→ **EXERCISE GOAL**
Count up the lines below containing the word "RaceFormat", and give the result with no other words.

--- AVAILABLE RECORDS Enclosed Below ---

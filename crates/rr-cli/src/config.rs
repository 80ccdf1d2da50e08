//! Race definition loading.
//!
//! A race is described by a TOML file. Values are layered, later sources
//! overriding earlier ones:
//!
//! 1. built-in defaults
//! 2. the user's global config (`~/.config/rr/config.toml`) or `--config`
//! 3. the race file itself
//! 4. `RR_`-prefixed environment variables
//!
//! Legs are numbered from 1 in the file and converted to 0-based segments
//! when building a [`Race`].

use std::collections::{BTreeMap, BTreeSet};
use std::fmt;
use std::path::{Path, PathBuf};

use figment::Figment;
use figment::providers::{Env, Format, Serialized, Toml};
use rr_core::{
    Bib, CategoryCode, CategoryRegistry, ConfigurationError, EntryCategory, PrizeCategory, Race,
    RaceFormat, RaceTime,
};
use serde::{Deserialize, Serialize};

#[derive(Debug, Clone, PartialEq, Eq, Serialize, Deserialize)]
pub struct MassStart {
    pub leg: usize,
    pub time: RaceTime,
}

#[derive(Debug, Clone, PartialEq, Eq, Serialize, Deserialize)]
pub struct StartOverride {
    pub bib: Bib,
    pub leg: usize,
    pub time: RaceTime,
}

/// A (bib, leg) pair declared did-not-finish.
#[derive(Debug, Clone, PartialEq, Eq, Serialize, Deserialize)]
pub struct LegDeclaration {
    pub bib: Bib,
    pub leg: usize,
}

/// The contents of a race definition file.
#[derive(Clone, Serialize, Deserialize)]
#[serde(default)]
pub struct RaceFile {
    pub name: String,
    pub format: RaceFormat,

    /// Entries feed, relative to the race file.
    pub entries: PathBuf,
    /// Primary timing feed, relative to the race file.
    pub results: PathBuf,
    /// Backup timing feed, appended after the primary one.
    pub paper_results: Option<PathBuf>,

    pub start_offset: RaceTime,
    pub mass_starts: Vec<MassStart>,
    pub category_offsets: BTreeMap<CategoryCode, RaceTime>,
    pub start_overrides: Vec<StartOverride>,
    pub dnf: Vec<LegDeclaration>,
    pub dead_heats: Vec<Vec<Bib>>,

    pub gender_inclusions: BTreeMap<String, BTreeSet<String>>,
    pub entry_categories: Vec<EntryCategory>,
    pub prize_categories: Vec<PrizeCategory>,
    pub prize_allocation_order: Vec<CategoryCode>,
}

impl fmt::Debug for RaceFile {
    fn fmt(&self, f: &mut fmt::Formatter<'_>) -> fmt::Result {
        f.debug_struct("RaceFile")
            .field("name", &self.name)
            .field("format", &self.format)
            .field("entries", &self.entries)
            .field("results", &self.results)
            .field("paper_results", &self.paper_results)
            .field("entry_categories", &self.entry_categories.len())
            .field("prize_categories", &self.prize_categories.len())
            .finish_non_exhaustive()
    }
}

impl Default for RaceFile {
    fn default() -> Self {
        Self {
            name: "Race".to_string(),
            format: RaceFormat::Individual,
            entries: PathBuf::from("entries.tsv"),
            results: PathBuf::from("results.tsv"),
            paper_results: None,
            start_offset: RaceTime::zero(),
            mass_starts: Vec::new(),
            category_offsets: BTreeMap::new(),
            start_overrides: Vec::new(),
            dnf: Vec::new(),
            dead_heats: Vec::new(),
            gender_inclusions: BTreeMap::new(),
            entry_categories: Vec::new(),
            prize_categories: Vec::new(),
            prize_allocation_order: Vec::new(),
        }
    }
}

impl RaceFile {
    /// Loads a race definition from `race_toml`, the text of the race file
    /// found at `path`.
    ///
    /// Feed paths in the result are resolved against the race file's
    /// directory.
    #[expect(
        clippy::result_large_err,
        reason = "figment::Error is large but only returned at startup"
    )]
    pub fn load(
        path: &Path,
        race_toml: &str,
        config_path: Option<&Path>,
    ) -> Result<Self, figment::Error> {
        let mut figment = Figment::from(Serialized::defaults(Self::default()));

        // Global defaults, or the file given with --config
        match config_path {
            Some(config) => figment = figment.merge(Toml::file(config)),
            None => {
                if let Some(config_dir) = dirs_config_path() {
                    figment = figment.merge(Toml::file(config_dir.join("config.toml")));
                }
            }
        }

        figment = figment.merge(Toml::string(race_toml));

        // Load from environment variables (RR_*)
        figment = figment.merge(Env::prefixed("RR_"));

        let mut file: Self = figment.extract()?;
        let base = path.parent().unwrap_or_else(|| Path::new(""));
        file.entries = base.join(&file.entries);
        file.results = base.join(&file.results);
        file.paper_results = file.paper_results.map(|paper| base.join(paper));
        Ok(file)
    }

    /// Builds the race configuration, converting 1-based legs.
    pub fn to_race(&self) -> Result<Race, ConfigurationError> {
        let categories = CategoryRegistry::new(
            self.entry_categories.clone(),
            self.prize_categories.clone(),
            self.gender_inclusions.clone(),
            &self.prize_allocation_order,
        )?;
        let segments = self.format.segments();
        let segment = |setting: &'static str, leg: usize| {
            leg.checked_sub(1)
                .ok_or(ConfigurationError::LegOutOfRange {
                    setting,
                    leg,
                    segments,
                })
        };

        let mut race = Race::new(self.name.clone(), self.format, categories);
        race.start_offset = self.start_offset;
        race.category_offsets.clone_from(&self.category_offsets);
        for mass in &self.mass_starts {
            race.mass_starts.insert(segment("mass start", mass.leg)?, mass.time);
        }
        for over in &self.start_overrides {
            race.start_overrides
                .insert((over.bib, segment("start override", over.leg)?), over.time);
        }
        for declared in &self.dnf {
            race.dnf
                .insert((declared.bib, segment("DNF declaration", declared.leg)?));
        }
        race.dead_heats = self
            .dead_heats
            .iter()
            .map(|group| group.iter().copied().collect())
            .collect();
        Ok(race)
    }
}

/// Returns the platform-specific config directory for rr.
fn dirs_config_path() -> Option<PathBuf> {
    dirs::config_dir().map(|p| p.join("rr"))
}
//! Legs command for printing per-leg standings.

use std::fmt::Write as _;
use std::io::Write;
use std::path::Path;

use anyhow::{Result, bail};
use rr_core::{LegResult, RaceResults};
use serde::Serialize;

use super::results::underline;
use super::util::load_results;

#[derive(Debug, Serialize)]
struct JsonLeg {
    leg: usize,
    standings: Vec<LegResult>,
}

/// 0-based segments to show: every leg, or the single requested 1-based leg.
fn selected_segments(results: &RaceResults, leg: Option<usize>) -> Result<Vec<usize>> {
    match leg {
        None => Ok((0..results.segments).collect()),
        Some(leg) if (1..=results.segments).contains(&leg) => Ok(vec![leg - 1]),
        Some(leg) => bail!(
            "leg {leg} does not exist; {} has {} leg(s)",
            results.race,
            results.segments
        ),
    }
}

/// Formats the standings for one 0-based segment.
pub fn format_leg(results: &RaceResults, segment: usize) -> String {
    let mut output = String::new();
    let standings = results.leg_standings(segment);

    let title = format!("LEG {}: {}", segment + 1, results.race);
    writeln!(output, "{title}").unwrap();
    writeln!(output, "{}", underline(&title)).unwrap();

    if standings.is_empty() {
        writeln!(output, "No finishers.").unwrap();
        return output;
    }

    writeln!(
        output,
        "{:<4} {:>4}  {:<12} {:<12} {:>8}",
        "Pos", "Bib", "Runner", "Team", "Time"
    )
    .unwrap();
    for leg in &standings {
        let mass = if leg.in_mass_start { "  *" } else { "" };
        writeln!(
            output,
            "{:<4} {:>4}  {:<12} {:<12} {:>8}{mass}",
            leg.position,
            leg.bib.value(),
            leg.name,
            leg.team,
            leg.duration.to_string()
        )
        .unwrap();
    }
    if standings.iter().any(|leg| leg.in_mass_start) {
        writeln!(output, "* started in a mass start").unwrap();
    }
    output
}

pub fn run<W: Write>(
    writer: &mut W,
    race: &Path,
    config_path: Option<&Path>,
    leg: Option<usize>,
    json: bool,
) -> Result<()> {
    let results = load_results(race, config_path)?;
    let segments = selected_segments(&results, leg)?;

    if json {
        let legs: Vec<JsonLeg> = segments
            .into_iter()
            .map(|segment| JsonLeg {
                leg: segment + 1,
                standings: results.leg_standings(segment),
            })
            .collect();
        writeln!(writer, "{}", serde_json::to_string_pretty(&legs)?)?;
        return Ok(());
    }

    for (index, segment) in segments.into_iter().enumerate() {
        if index > 0 {
            writeln!(writer)?;
        }
        write!(writer, "{}", format_leg(&results, segment))?;
    }
    Ok(())
}

#[cfg(test)]
mod tests {
    use super::*;
    use crate::commands::testing::relay_results;

    use insta::assert_snapshot;

    #[test]
    fn test_format_leg_marks_mass_start() {
        let output = format_leg(&relay_results(), 1);
        assert_snapshot!(output, @r"
        LEG 2: Round the Loch
        ─────────────────────
        Pos   Bib  Runner       Team             Time
        1=      1  Cy Dee       Fife A        0:20:00
        1=      2  Gi Hay       Fife B        0:20:00
        3       3  Kay Lee      Carnegie      0:25:00  *
        * started in a mass start
        ");
    }

    #[test]
    fn test_format_leg_without_mass_start() {
        let output = format_leg(&relay_results(), 0);
        assert!(!output.contains('*'));
        assert!(output.contains("1       1  Al Bee       Fife A        0:20:00"));
    }

    #[test]
    fn test_selected_segments() {
        let results = relay_results();
        assert_eq!(selected_segments(&results, None).unwrap(), [0, 1]);
        assert_eq!(selected_segments(&results, Some(2)).unwrap(), [1]);
        let err = selected_segments(&results, Some(3)).unwrap_err();
        assert_eq!(
            err.to_string(),
            "leg 3 does not exist; Round the Loch has 2 leg(s)"
        );
        assert!(selected_segments(&results, Some(0)).is_err());
    }
}
/// Start time and in-mass-start flag for a segment after the first.
fn chained_start(
    race: &Race,
    segment: usize,
    previous_finish: Option<RaceTime>,
) -> (Option<RaceTime>, bool) {
    let Some(previous) = previous_finish else {
        return (None, race.mass_starts.contains_key(&segment));
    };
    match race.effective_mass_start(segment) {
        Some(mass) if mass < previous => (Some(mass), true),
        _ => (Some(previous), false),
    }
}

/// Resolves every participant's segments from the recovered records.
///
/// Records whose bib is still unknown cannot be attributed and are skipped
/// with a note. A participant with a finish earlier than its start is left
/// out of the resolution and noted; everyone else is still resolved.
pub fn resolve_times(race: &Race, entries: &Entries, raw: &RawResults) -> Resolution {
    let segments = race.segments();
    let mut table = vec![vec![SegmentResult::unfilled(); segments]; entries.len()];
    let mut filled = vec![0_usize; entries.len()];
    let mut notes = Vec::new();

    for (arrival, record) in raw.records.iter().enumerate() {
        let Some(bib) = record.bib else {
            let time = record
                .finish
                .map_or_else(|| "unknown time".to_string(), |t| t.to_string());
            notes.push(format!(
                "{} line {}: result at {time} has no bib number and was skipped",
                raw.feed_name(record.source),
                record.line
            ));
            continue;
        };
        let Some(index) = entries.index_of(bib) else {
            continue;
        };
        let Some(segment) = table[index].get_mut(filled[index]) else {
            continue;
        };
        segment.finish = record.finish;
        segment.arrival = Some(arrival);
        filled[index] += 1;
    }

    let waves = wave_offsets(race, entries);
    let mut participants = Vec::with_capacity(entries.len());
    let mut conflicts = Vec::new();

    for ((index, entry), mut rows) in entries.iter().enumerate().zip(table) {
        let bib = entry.bib;
        let mut previous_finish = None;
        let mut running = Some(RaceTime::zero());
        let mut conflict = None;

        for (s, row) in rows.iter_mut().enumerate() {
            let (start, in_mass_start) = if let Some(&time) = race.start_overrides.get(&(bib, s)) {
                (Some(time), false)
            } else if s == 0 {
                (Some(first_segment_start(race, entry, waves[index])), false)
            } else {
                chained_start(race, s, previous_finish)
            };
            row.start = start;
            row.in_mass_start = in_mass_start;

            if let (Some(start), Some(finish)) = (row.start, row.finish) {
                if finish >= start {
                    row.duration = Some(finish - start);
                } else if conflict.is_none() {
                    conflict = Some(ConsistencyError::FinishBeforeStart {
                        bib,
                        leg: s + 1,
                        start,
                        finish,
                    });
                }
            }

            let declared = race.dnf.contains(&(bib, s));
            if declared {
                if let Some(finish) = row.finish {
                    notes.push(format!(
                        "bib {bib} leg {}: declared DNF, recorded finish {finish} not counted",
                        s + 1
                    ));
                }
            }
            row.dnf = declared || row.duration.is_none();

            running = match (running, row.duration) {
                (Some(total), Some(duration)) if !row.dnf => Some(total + duration),
                _ => None,
            };
            row.running_total = running;

            previous_finish = row.finish;
        }

        if let Some(error) = conflict {
            tracing::warn!(%bib, "finish earlier than start, participant excluded");
            notes.push(format!("{error}; excluded from results"));
            conflicts.push(error);
            continue;
        }

        let performance = if filled[index] == 0 {
            Performance::DidNotStart
        } else if rows.iter().all(|row| !row.dnf) {
            Performance::Finished(rows.iter().filter_map(|row| row.duration).sum())
        } else {
            Performance::DidNotFinish
        };

        participants.push(Resolved {
            bib,
            performance,
            segments: rows,
        });
    }

    tracing::debug!(participants = participants.len(), "resolved segment times");
    Resolution {
        participants,
        conflicts,
        notes,
    }
}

--- End of Enclosed AVAILABLE RECORDS ---

→ **SOLUTION FOR THIS EXERCISE**
3